What you will do:
Comb through the entries for "multiple" and pull out each line that holds it.

Records supplied:
-=-=-

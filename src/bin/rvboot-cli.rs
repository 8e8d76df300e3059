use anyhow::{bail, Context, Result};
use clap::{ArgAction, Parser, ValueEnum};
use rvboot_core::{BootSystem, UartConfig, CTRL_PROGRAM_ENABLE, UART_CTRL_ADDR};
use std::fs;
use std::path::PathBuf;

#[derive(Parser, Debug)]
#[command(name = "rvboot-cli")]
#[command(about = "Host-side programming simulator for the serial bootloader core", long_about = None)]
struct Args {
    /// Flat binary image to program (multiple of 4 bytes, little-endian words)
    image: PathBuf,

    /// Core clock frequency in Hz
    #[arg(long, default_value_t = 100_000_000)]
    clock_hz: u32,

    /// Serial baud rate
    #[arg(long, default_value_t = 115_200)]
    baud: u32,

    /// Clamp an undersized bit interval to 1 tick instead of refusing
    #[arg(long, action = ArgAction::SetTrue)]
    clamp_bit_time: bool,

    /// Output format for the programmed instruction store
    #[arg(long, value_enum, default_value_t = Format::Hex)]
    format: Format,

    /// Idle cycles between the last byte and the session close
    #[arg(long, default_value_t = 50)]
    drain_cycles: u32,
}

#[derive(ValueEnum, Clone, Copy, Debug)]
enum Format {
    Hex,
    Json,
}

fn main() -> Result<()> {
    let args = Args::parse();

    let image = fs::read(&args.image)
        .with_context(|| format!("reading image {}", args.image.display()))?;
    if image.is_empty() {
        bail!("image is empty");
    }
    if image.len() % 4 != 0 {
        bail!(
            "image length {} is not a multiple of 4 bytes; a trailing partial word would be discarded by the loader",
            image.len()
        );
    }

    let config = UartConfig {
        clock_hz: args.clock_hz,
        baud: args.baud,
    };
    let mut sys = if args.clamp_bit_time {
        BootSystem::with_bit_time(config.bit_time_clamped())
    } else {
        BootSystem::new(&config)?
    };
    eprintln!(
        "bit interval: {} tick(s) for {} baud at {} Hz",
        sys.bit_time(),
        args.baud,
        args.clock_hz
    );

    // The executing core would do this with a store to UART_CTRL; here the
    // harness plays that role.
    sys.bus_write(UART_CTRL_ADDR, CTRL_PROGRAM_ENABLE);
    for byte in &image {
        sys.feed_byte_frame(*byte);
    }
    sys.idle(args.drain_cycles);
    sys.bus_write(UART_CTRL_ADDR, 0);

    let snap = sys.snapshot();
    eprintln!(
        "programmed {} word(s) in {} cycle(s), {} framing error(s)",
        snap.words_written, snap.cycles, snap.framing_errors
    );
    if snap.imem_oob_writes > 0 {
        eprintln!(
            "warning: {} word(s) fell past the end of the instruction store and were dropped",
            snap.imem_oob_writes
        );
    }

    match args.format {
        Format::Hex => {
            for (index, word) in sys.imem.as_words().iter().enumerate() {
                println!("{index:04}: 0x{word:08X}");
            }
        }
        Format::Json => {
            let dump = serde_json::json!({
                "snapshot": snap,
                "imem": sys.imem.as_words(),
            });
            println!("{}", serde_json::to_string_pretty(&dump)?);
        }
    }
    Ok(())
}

-=-=-

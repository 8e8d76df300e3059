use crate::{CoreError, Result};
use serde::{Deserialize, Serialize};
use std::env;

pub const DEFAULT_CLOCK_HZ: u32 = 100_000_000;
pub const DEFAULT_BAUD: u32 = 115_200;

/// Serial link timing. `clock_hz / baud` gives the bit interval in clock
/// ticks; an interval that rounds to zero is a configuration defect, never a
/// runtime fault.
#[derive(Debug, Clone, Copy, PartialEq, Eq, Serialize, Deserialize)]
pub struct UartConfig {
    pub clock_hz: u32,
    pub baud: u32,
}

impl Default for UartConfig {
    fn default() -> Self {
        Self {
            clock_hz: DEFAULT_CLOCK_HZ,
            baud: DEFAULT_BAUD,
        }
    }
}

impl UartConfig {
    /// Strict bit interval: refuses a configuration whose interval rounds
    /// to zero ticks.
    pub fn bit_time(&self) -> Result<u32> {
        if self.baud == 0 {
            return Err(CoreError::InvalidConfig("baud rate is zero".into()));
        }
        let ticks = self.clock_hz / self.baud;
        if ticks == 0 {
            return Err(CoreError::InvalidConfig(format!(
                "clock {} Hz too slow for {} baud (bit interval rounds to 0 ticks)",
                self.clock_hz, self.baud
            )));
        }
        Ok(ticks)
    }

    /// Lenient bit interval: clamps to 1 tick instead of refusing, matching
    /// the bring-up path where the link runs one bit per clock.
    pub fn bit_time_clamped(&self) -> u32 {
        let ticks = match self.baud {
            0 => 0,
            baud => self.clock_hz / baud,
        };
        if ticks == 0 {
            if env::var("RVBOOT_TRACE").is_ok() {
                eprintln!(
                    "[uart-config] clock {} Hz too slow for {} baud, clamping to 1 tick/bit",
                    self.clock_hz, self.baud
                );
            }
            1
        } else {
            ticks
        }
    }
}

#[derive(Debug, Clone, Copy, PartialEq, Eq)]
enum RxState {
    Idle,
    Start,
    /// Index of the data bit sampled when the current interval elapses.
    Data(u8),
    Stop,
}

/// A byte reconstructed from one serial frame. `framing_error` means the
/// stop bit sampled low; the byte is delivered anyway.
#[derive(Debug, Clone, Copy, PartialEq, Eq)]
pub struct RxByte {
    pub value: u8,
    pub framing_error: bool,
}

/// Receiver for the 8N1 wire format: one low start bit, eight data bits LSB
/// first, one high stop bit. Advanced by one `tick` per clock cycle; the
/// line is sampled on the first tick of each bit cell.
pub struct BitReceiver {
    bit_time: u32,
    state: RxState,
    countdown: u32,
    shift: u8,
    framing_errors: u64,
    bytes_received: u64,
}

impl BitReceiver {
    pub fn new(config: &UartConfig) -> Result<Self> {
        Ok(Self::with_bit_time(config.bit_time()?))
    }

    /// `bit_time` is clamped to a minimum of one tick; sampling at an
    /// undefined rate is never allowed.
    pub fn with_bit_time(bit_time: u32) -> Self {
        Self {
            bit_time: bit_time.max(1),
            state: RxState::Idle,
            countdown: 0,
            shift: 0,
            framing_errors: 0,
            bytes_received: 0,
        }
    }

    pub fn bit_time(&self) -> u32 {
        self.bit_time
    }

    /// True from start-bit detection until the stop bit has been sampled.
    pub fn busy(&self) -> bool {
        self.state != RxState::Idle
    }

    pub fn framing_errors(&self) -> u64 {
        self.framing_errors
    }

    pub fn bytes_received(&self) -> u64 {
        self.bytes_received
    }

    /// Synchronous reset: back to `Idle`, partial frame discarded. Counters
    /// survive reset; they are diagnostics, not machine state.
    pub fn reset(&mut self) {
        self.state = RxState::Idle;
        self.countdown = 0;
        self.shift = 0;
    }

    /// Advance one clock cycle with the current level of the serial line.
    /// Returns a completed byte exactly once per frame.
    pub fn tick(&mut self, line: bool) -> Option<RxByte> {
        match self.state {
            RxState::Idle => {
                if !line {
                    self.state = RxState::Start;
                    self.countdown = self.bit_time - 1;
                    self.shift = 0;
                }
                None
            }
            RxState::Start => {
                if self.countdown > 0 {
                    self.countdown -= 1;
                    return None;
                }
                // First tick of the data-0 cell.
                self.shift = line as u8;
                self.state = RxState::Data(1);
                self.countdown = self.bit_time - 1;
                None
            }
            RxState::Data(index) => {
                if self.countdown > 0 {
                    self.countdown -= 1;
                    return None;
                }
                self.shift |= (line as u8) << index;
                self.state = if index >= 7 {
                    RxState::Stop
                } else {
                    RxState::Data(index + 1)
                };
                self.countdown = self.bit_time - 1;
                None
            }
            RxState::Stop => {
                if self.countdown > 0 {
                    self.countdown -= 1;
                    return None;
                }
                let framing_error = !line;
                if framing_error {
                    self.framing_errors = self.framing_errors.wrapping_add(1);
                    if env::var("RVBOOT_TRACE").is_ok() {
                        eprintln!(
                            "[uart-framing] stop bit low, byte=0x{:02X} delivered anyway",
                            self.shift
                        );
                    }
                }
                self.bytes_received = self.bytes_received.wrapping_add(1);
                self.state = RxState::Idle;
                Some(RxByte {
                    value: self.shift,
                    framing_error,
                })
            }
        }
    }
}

-=-=-

Solution for this exercise:
    /// Flat binary image to program (multiple of 4 bytes, little-endian words)
            "image length {} is not a multiple of 4 bytes; a trailing partial word would be discarded by the loader",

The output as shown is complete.